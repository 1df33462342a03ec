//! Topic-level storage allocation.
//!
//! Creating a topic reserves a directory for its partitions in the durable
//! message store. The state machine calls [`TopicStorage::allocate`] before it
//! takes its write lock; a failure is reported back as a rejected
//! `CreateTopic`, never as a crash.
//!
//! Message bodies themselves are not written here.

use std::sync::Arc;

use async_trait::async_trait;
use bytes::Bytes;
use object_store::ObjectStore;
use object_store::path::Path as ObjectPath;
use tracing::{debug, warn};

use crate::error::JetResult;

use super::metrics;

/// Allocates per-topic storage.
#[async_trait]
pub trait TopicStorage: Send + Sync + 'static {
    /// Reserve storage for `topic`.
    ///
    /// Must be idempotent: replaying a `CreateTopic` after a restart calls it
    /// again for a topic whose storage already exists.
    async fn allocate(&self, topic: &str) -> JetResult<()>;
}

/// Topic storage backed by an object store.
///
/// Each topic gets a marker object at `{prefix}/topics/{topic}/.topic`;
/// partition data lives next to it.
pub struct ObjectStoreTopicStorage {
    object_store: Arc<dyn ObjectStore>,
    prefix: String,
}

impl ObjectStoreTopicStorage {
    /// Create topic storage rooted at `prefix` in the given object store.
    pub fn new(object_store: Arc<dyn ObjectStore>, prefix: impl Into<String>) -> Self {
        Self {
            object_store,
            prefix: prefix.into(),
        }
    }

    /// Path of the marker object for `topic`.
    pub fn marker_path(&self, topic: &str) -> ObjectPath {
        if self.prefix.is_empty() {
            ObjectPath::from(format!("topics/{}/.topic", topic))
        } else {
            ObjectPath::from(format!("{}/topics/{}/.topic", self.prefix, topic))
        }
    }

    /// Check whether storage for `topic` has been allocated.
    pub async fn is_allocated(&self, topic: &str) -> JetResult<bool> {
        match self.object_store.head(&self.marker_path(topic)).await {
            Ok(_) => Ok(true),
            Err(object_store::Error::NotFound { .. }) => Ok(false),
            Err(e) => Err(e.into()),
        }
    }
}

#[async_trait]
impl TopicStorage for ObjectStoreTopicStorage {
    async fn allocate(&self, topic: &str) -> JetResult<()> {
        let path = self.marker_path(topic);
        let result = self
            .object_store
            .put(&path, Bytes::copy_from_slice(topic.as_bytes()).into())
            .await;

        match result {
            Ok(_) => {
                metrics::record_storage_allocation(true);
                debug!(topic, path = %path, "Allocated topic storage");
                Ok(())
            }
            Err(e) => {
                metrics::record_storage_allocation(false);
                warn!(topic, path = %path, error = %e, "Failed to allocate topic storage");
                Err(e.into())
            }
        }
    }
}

════

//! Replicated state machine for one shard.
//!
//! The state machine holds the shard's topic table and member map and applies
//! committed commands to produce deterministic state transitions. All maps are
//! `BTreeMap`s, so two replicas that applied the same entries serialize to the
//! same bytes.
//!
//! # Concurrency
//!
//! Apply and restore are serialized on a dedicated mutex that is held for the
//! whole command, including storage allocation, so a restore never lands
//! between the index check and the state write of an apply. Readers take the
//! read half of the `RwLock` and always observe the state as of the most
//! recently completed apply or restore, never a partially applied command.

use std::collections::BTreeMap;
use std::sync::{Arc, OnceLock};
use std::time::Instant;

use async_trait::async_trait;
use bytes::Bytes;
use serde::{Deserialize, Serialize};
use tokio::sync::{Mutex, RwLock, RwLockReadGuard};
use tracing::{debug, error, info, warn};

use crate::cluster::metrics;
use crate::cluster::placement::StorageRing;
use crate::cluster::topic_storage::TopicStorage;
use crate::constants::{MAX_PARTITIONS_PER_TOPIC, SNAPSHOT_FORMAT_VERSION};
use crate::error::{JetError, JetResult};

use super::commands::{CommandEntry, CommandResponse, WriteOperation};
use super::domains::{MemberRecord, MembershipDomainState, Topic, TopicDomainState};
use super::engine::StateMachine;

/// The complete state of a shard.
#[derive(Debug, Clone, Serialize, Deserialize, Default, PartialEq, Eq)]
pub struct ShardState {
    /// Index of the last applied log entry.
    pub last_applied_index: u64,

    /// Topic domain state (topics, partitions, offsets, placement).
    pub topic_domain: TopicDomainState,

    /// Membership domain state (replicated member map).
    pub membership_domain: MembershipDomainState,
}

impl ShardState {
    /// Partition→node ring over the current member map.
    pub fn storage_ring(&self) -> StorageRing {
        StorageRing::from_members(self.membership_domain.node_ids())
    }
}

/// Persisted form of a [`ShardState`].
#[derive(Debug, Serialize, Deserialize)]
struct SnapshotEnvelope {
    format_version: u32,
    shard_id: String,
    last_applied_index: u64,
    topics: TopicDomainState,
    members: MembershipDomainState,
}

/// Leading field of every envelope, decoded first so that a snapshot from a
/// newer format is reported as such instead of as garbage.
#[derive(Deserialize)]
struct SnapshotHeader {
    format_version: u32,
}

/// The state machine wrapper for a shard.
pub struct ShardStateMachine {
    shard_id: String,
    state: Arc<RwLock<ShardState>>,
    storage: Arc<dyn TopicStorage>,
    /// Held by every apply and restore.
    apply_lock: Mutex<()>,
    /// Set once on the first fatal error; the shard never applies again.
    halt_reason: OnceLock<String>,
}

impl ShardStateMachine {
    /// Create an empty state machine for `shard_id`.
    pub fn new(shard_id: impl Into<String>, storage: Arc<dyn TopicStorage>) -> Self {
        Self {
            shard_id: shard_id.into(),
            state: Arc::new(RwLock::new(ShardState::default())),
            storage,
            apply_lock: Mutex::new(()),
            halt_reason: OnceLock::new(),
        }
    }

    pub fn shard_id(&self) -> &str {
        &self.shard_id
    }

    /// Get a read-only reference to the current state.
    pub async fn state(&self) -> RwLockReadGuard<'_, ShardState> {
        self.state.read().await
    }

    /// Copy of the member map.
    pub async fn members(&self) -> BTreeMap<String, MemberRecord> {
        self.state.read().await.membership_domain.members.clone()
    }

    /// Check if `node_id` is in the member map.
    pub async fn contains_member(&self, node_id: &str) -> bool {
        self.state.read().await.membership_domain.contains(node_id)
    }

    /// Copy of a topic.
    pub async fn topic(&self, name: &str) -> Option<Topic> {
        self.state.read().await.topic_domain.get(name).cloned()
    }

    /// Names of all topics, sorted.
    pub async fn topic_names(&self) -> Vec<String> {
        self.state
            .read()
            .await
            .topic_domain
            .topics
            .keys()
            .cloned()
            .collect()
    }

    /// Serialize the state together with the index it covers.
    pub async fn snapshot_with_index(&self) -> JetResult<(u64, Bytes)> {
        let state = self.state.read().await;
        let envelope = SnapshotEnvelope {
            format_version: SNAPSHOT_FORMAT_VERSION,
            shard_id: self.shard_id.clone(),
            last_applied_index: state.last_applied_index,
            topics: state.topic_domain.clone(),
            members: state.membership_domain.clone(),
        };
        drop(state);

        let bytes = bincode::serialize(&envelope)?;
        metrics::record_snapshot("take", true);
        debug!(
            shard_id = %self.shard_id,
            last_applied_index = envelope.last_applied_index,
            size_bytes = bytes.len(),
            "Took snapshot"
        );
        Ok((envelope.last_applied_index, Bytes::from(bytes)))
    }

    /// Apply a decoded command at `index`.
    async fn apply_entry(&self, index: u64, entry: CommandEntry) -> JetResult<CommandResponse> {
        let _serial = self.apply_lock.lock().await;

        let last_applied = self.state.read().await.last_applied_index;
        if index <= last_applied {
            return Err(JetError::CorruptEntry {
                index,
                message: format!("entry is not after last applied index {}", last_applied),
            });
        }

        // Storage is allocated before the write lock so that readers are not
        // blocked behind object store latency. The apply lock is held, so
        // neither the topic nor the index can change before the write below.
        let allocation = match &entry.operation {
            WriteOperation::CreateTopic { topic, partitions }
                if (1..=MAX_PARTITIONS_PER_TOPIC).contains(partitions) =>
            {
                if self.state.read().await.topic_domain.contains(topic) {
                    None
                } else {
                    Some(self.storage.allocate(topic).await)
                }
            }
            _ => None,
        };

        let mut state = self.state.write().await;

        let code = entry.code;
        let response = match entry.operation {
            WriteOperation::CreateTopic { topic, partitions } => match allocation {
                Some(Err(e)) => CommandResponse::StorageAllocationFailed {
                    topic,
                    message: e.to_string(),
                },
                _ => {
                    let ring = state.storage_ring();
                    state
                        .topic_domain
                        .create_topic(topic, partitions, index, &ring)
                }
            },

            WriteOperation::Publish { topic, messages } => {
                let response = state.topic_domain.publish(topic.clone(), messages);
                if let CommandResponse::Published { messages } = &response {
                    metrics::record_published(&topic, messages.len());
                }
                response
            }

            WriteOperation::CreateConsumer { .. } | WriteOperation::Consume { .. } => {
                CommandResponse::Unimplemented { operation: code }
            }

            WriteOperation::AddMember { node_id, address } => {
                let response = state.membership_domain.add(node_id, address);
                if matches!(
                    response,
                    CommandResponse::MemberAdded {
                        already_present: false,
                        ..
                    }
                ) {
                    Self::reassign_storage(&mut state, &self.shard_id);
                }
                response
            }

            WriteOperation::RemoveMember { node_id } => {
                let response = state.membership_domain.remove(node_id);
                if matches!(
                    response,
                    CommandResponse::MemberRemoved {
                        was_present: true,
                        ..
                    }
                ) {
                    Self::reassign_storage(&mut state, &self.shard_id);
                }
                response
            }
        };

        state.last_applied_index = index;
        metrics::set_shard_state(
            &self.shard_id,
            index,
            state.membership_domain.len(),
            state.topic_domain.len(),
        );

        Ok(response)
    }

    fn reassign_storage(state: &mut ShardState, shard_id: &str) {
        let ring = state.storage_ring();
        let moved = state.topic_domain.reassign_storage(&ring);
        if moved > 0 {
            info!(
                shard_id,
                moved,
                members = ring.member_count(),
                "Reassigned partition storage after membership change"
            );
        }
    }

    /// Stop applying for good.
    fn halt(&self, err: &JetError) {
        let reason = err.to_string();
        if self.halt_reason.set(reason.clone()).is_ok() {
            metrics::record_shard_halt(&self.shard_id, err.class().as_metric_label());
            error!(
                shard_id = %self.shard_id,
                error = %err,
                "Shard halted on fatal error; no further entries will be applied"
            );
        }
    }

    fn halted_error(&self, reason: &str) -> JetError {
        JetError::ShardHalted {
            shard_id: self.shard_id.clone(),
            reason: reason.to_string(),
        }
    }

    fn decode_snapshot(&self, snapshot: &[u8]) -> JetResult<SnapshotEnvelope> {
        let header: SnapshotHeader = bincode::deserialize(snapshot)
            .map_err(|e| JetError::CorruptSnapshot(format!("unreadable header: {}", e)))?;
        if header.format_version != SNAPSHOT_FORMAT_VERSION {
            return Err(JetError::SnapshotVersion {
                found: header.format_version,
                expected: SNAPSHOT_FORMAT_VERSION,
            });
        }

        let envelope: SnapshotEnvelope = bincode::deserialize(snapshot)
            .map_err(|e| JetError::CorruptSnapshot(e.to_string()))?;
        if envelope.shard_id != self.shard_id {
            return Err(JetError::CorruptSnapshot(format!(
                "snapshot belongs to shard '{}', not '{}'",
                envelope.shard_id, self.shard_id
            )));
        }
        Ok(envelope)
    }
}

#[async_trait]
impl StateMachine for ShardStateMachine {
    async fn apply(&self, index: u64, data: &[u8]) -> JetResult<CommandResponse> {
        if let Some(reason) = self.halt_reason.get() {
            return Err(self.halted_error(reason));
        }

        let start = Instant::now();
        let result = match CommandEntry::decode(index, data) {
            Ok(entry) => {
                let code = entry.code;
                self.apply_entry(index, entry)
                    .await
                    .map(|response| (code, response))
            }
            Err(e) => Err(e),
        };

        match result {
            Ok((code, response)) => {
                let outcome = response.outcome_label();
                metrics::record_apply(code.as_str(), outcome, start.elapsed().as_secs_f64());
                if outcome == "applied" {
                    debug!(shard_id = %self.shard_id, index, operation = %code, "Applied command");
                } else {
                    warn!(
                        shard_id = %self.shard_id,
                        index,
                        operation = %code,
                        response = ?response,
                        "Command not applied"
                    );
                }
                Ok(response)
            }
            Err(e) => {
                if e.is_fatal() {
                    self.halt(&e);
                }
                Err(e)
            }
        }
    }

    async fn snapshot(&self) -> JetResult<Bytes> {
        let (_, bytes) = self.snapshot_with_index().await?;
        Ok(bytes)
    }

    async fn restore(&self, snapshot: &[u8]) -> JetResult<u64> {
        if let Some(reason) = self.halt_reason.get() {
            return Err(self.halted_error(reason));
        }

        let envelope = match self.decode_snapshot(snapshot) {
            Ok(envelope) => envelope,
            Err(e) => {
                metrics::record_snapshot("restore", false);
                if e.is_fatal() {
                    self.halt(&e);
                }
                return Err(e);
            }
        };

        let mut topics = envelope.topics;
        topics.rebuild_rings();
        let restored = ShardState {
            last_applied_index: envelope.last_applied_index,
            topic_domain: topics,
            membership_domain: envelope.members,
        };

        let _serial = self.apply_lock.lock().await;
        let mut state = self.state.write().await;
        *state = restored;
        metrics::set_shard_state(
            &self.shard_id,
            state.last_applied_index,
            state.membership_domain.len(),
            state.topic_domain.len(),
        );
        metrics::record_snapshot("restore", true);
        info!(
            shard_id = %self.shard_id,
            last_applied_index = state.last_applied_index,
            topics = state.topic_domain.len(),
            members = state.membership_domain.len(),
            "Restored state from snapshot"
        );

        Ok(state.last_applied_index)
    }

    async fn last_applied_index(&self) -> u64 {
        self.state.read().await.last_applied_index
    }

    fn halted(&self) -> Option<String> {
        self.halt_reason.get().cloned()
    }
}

════

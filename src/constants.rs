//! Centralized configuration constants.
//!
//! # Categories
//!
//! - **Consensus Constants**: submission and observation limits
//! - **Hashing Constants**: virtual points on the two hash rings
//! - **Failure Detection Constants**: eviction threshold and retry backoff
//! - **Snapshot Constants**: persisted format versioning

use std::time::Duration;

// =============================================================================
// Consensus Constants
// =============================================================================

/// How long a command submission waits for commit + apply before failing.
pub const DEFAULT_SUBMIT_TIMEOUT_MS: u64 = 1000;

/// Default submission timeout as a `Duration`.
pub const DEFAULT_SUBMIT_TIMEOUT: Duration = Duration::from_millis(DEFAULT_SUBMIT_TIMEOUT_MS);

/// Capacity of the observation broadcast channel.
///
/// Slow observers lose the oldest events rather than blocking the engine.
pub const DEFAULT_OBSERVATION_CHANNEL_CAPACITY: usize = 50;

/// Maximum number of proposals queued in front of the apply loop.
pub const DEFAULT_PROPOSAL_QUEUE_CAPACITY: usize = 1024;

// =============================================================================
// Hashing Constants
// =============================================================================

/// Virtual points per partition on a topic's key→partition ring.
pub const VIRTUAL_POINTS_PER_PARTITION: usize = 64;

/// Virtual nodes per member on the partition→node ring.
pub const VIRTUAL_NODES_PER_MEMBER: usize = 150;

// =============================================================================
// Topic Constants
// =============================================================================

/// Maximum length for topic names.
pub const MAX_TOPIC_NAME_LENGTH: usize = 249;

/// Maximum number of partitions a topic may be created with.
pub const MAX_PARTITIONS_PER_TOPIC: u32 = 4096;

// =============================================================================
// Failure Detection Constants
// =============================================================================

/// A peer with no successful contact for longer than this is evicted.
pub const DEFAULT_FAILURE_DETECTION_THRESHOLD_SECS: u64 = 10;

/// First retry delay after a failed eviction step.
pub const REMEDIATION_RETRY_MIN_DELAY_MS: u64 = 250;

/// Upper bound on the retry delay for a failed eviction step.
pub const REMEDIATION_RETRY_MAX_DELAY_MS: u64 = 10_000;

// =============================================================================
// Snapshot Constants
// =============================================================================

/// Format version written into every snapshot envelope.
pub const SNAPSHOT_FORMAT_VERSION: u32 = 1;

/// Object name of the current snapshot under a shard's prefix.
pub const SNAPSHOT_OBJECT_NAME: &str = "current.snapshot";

════

:: Description of the task ::
A complete answer gives every line of the records holding "super".

:: Output of the exercise ::
use super::metrics;
use super::commands::{CommandEntry, CommandResponse, WriteOperation};
use super::domains::{MemberRecord, MembershipDomainState, Topic, TopicDomainState};
use super::engine::StateMachine;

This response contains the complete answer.